In Reisher v. Westdale Properties (Div Court, 2023) the Divisional Court considers (and endorses) in a mental disability case the interplay of HRC duty to accomodate and residential tenancy (RTA) law, concludes that in this case the landlord's duty to accomodate was embodied in their negotiations and s.78 consent order [esp. see para 21-24], and is critical of the tenant's presentation for neglecting the landlord's efforts:
Issue 1: Did the Landlord and Tenant Board properly account for the requirements of the Human Rights Code?

[14] On behalf of Jeanette Reisher it is submitted that there was a failure to properly account for the impact of the Human Rights Code and the failure of Westdale Properties to accommodate her disability, as the Code requires. The Landlord and Tenant Board is obliged to consider and, where necessary, account for the Human Rights Code in the decisions that it renders.[13] The Code notes:
Where a provision in an Act or regulation purports to require or authorize conduct that is a contravention of Part I, this Act [the Human Rights Code] applies and prevails unless the Act or regulation specifically provides that it is to apply despite this Act.[14]
[15] This is confirmed by the Residential Tenancies Act, where it says:
If a provision of this Act conflicts with a provision of another Act, other than the Human Rights Code, the provision of this Act applies.[15]
[16] This being so, it follows that the Landlord and Tenant Board cannot give effect to an eviction that is in breach of the Human Rights Code.
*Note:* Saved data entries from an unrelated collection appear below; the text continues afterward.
//! Push notification port

use crate::domain::shared::result::Result;
use async_trait::async_trait;
use serde::{Deserialize, Serialize};
use serde_json::Value;

/// Android notification channel used for incoming-call alerts
pub const INTERCOM_CHANNEL_ID: &str = "intercom-call";

/// Delivery priority of a push message
#[derive(Debug, Clone, Copy, PartialEq, Eq, Serialize, Deserialize)]
#[serde(rename_all = "lowercase")]
pub enum PushPriority {
    Default,
    Normal,
    High,
}

/// One notification addressed to one device
#[derive(Debug, Clone, PartialEq, Serialize, Deserialize)]
pub struct PushMessage {
    pub to: String,
    pub title: String,
    pub body: String,
    pub data: Value,
    pub priority: PushPriority,
    pub sound: Option<String>,
    pub channel_id: Option<String>,
}

/// Result of a delivery attempt as reported by the gateway
#[derive(Debug, Clone, PartialEq, Eq)]
pub struct PushReceipt {
    pub ticket_id: Option<String>,
}

/// Push gateway abstraction
///
/// Implementations must not retry on their own: the fan-out loop calls
/// again on the next tick.
#[cfg_attr(test, mockall::automock)]
#[async_trait]
pub trait PushGateway: Send + Sync {
    async fn send(&self, message: &PushMessage) -> Result<PushReceipt>;
}

/// Shorten a device address for logs
pub fn redact_device_address(address: &str) -> String {
    let visible: String = address.chars().take(16).collect();
    if visible.len() < address.len() {
        format!("{}...", visible)
    } else {
        visible
    }
}
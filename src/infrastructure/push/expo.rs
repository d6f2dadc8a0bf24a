//! Expo push API client
//!
//! One HTTP request per message; the fan-out loop owns retry timing.

use crate::domain::push::{
    redact_device_address, PushGateway, PushMessage, PushPriority, PushReceipt,
};
use crate::domain::shared::result::Result;
use crate::domain::DomainError;
use async_trait::async_trait;
use reqwest::Client;
use serde::{Deserialize, Serialize};
use serde_json::Value;
use std::time::Duration;
use tracing::debug;

pub const DEFAULT_EXPO_ENDPOINT: &str = "https://exp.host/--/api/v2/push/send";

#[derive(Debug, Clone)]
pub struct ExpoPushConfig {
    pub endpoint: String,
    /// Enhanced push security token, if the project requires one
    pub access_token: Option<String>,
    pub enabled: bool,
    pub timeout: Duration,
}

impl Default for ExpoPushConfig {
    fn default() -> Self {
        Self {
            endpoint: DEFAULT_EXPO_ENDPOINT.to_string(),
            access_token: None,
            enabled: true,
            timeout: Duration::from_secs(5),
        }
    }
}

/// `ExponentPushToken[...]`, `ExpoPushToken[...]` or a bare UUID
pub fn is_expo_push_token(token: &str) -> bool {
    let bracketed = ["ExponentPushToken[", "ExpoPushToken["]
        .iter()
        .any(|prefix| token.starts_with(prefix))
        && token.ends_with(']')
        && !token.ends_with("[]");
    bracketed || uuid::Uuid::parse_str(token).is_ok()
}

#[derive(Serialize)]
#[serde(rename_all = "camelCase")]
struct ExpoMessage<'a> {
    to: &'a str,
    title: &'a str,
    body: &'a str,
    data: &'a Value,
    priority: &'a str,
    #[serde(skip_serializing_if = "Option::is_none")]
    sound: Option<&'a str>,
    #[serde(skip_serializing_if = "Option::is_none")]
    channel_id: Option<&'a str>,
}

impl<'a> From<&'a PushMessage> for ExpoMessage<'a> {
    fn from(message: &'a PushMessage) -> Self {
        let priority = match message.priority {
            PushPriority::Default => "default",
            PushPriority::Normal => "normal",
            PushPriority::High => "high",
        };
        Self {
            to: &message.to,
            title: &message.title,
            body: &message.body,
            data: &message.data,
            priority,
            sound: message.sound.as_deref(),
            channel_id: message.channel_id.as_deref(),
        }
    }
}

#[derive(Debug, Deserialize)]
struct ExpoResponse {
    data: Option<ExpoTicket>,
    #[serde(default)]
    errors: Vec<ExpoError>,
}

#[derive(Debug, Deserialize)]
struct ExpoTicket {
    status: String,
    id: Option<String>,
    message: Option<String>,
    details: Option<ExpoTicketDetails>,
}

#[derive(Debug, Deserialize)]
struct ExpoTicketDetails {
    error: Option<String>,
}

#[derive(Debug, Deserialize)]
struct ExpoError {
    code: Option<String>,
    message: Option<String>,
}

pub struct ExpoPushGateway {
    client: Client,
    config: ExpoPushConfig,
}

impl ExpoPushGateway {
    pub fn new(config: ExpoPushConfig) -> Result<Self> {
        let client = Client::builder()
            .timeout(config.timeout)
            .build()
            .map_err(|e| DomainError::Configuration(format!("push client: {}", e)))?;
        Ok(Self { client, config })
    }

    pub fn is_enabled(&self) -> bool {
        self.config.enabled
    }

    fn interpret(response: ExpoResponse, to: &str) -> Result<PushReceipt> {
        if let Some(error) = response.errors.first() {
            return Err(DomainError::Internal(format!(
                "push rejected: {} {}",
                error.code.as_deref().unwrap_or("unknown"),
                error.message.as_deref().unwrap_or_default()
            )));
        }

        let ticket = response
            .data
            .ok_or_else(|| DomainError::Internal("push response without ticket".to_string()))?;
        if ticket.status == "ok" {
            return Ok(PushReceipt {
                ticket_id: ticket.id,
            });
        }

        let reason = ticket.details.and_then(|d| d.error);
        match reason.as_deref() {
            // The device is gone; dialing it again cannot succeed
            Some("DeviceNotRegistered") => Err(DomainError::Validation(format!(
                "device {} is no longer registered",
                redact_device_address(to)
            ))),
            _ => Err(DomainError::Internal(format!(
                "push ticket error: {}",
                ticket
                    .message
                    .or(reason)
                    .unwrap_or_else(|| "unknown".to_string())
            ))),
        }
    }
}

#[async_trait]
impl PushGateway for ExpoPushGateway {
    async fn send(&self, message: &PushMessage) -> Result<PushReceipt> {
        if !self.config.enabled {
            return Err(DomainError::Validation("push delivery is disabled".to_string()));
        }
        if !is_expo_push_token(&message.to) {
            return Err(DomainError::Validation(format!(
                "not a push token: {}",
                redact_device_address(&message.to)
            )));
        }

        let mut request = self
            .client
            .post(&self.config.endpoint)
            .header("Accept", "application/json")
            .json(&ExpoMessage::from(message));
        if let Some(token) = &self.config.access_token {
            request = request.bearer_auth(token);
        }

        let response = request
            .send()
            .await
            .map_err(|e| DomainError::Internal(format!("push request failed: {}", e)))?;

        let status = response.status();
        if !status.is_success() {
            let body = response.text().await.unwrap_or_default();
            return Err(DomainError::Internal(format!(
                "push endpoint returned HTTP {}: {}",
                status,
                body.chars().take(200).collect::<String>()
            )));
        }

        let parsed: ExpoResponse = response
            .json()
            .await
            .map_err(|e| DomainError::Internal(format!("push response: {}", e)))?;
        let receipt = Self::interpret(parsed, &message.to)?;
        debug!(
            "Push accepted for {} (ticket {:?})",
            redact_device_address(&message.to),
            receipt.ticket_id
        );
        Ok(receipt)
    }
}

#[cfg(test)]
mod tests {
    use super::*;
    use crate::domain::push::INTERCOM_CHANNEL_ID;
    use serde_json::json;

    fn message(to: &str) -> PushMessage {
        PushMessage {
            to: to.to_string(),
            title: "Intercom call".to_string(),
            body: "Front desk is calling apartment 101".to_string(),
            data: json!({"type": "intercom_call"}),
            priority: PushPriority::High,
            sound: Some("default".to_string()),
            channel_id: Some(INTERCOM_CHANNEL_ID.to_string()),
        }
    }

    #[test]
    fn test_push_token_format() {
        assert!(is_expo_push_token("ExponentPushToken[xxxxxxxxxxxxxxxxxxxxxx]"));
        assert!(is_expo_push_token("ExpoPushToken[abc]"));
        assert!(is_expo_push_token("5f3c2a1e-9b8d-4c7e-a6f5-0123456789ab"));
        assert!(!is_expo_push_token("ExponentPushToken[]"));
        assert!(!is_expo_push_token("fcm:abcdef"));
        assert!(!is_expo_push_token(""));
    }

    #[test]
    fn test_wire_message() {
        let msg = message("ExpoPushToken[abc]");
        let wire = serde_json::to_value(ExpoMessage::from(&msg)).unwrap();
        assert_eq!(wire["priority"], "high");
        assert_eq!(wire["channelId"], INTERCOM_CHANNEL_ID);
        assert_eq!(wire["data"]["type"], "intercom_call");
    }

    #[test]
    fn test_interpret_tickets() {
        let ok: ExpoResponse =
            serde_json::from_value(json!({"data": {"status": "ok", "id": "ticket-1"}})).unwrap();
        assert_eq!(
            ExpoPushGateway::interpret(ok, "ExpoPushToken[abc]").unwrap(),
            PushReceipt {
                ticket_id: Some("ticket-1".to_string())
            }
        );

        let gone: ExpoResponse = serde_json::from_value(json!({
            "data": {"status": "error", "message": "gone", "details": {"error": "DeviceNotRegistered"}}
        }))
        .unwrap();
        assert!(matches!(
            ExpoPushGateway::interpret(gone, "ExpoPushToken[abc]"),
            Err(DomainError::Validation(_))
        ));

        let throttled: ExpoResponse = serde_json::from_value(json!({
            "errors": [{"code": "TOO_MANY_REQUESTS", "message": "slow down"}]
        }))
        .unwrap();
        assert!(matches!(
            ExpoPushGateway::interpret(throttled, "ExpoPushToken[abc]"),
            Err(DomainError::Internal(_))
        ));
    }

    #[tokio::test]
    async fn test_rejects_before_network() {
        let gateway = ExpoPushGateway::new(ExpoPushConfig {
            endpoint: "http://127.0.0.1:9/unreachable".to_string(),
            ..Default::default()
        })
        .unwrap();
        assert!(matches!(
            gateway.send(&message("not-a-token")).await,
            Err(DomainError::Validation(_))
        ));

        let disabled = ExpoPushGateway::new(ExpoPushConfig {
            enabled: false,
            ..Default::default()
        })
        .unwrap();
        assert!(!disabled.is_enabled());
        assert!(matches!(
            disabled.send(&message("ExpoPushToken[abc]")).await,
            Err(DomainError::Validation(_))
        ));
    }
}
The Code protects against discrimination with respect to accommodation:
2 (1) Every person has a right to equal treatment with respect to the occupancy of accommodation, without discrimination because of race, ancestry, place of origin, colour, ethnic origin, citizenship, creed, sex, sexual orientation, gender identity, gender expression, age, marital status, family status, disability or the receipt of public assistance.[16]

[Emphasis added]
[17] The structure of the Human Rights Code is such that where a breach of s. 2(1) would otherwise occur there is a duty placed on a landlord to act to accommodate the characteristic that is the foundation of the otherwise discriminatory treatment. The duty to accommodate a disability is specifically referenced in the Code:
17 (1) A right of a person under this Act is not infringed for the reason only that the person is incapable of performing or fulfilling the essential duties or requirements attending the exercise of the right because of disability.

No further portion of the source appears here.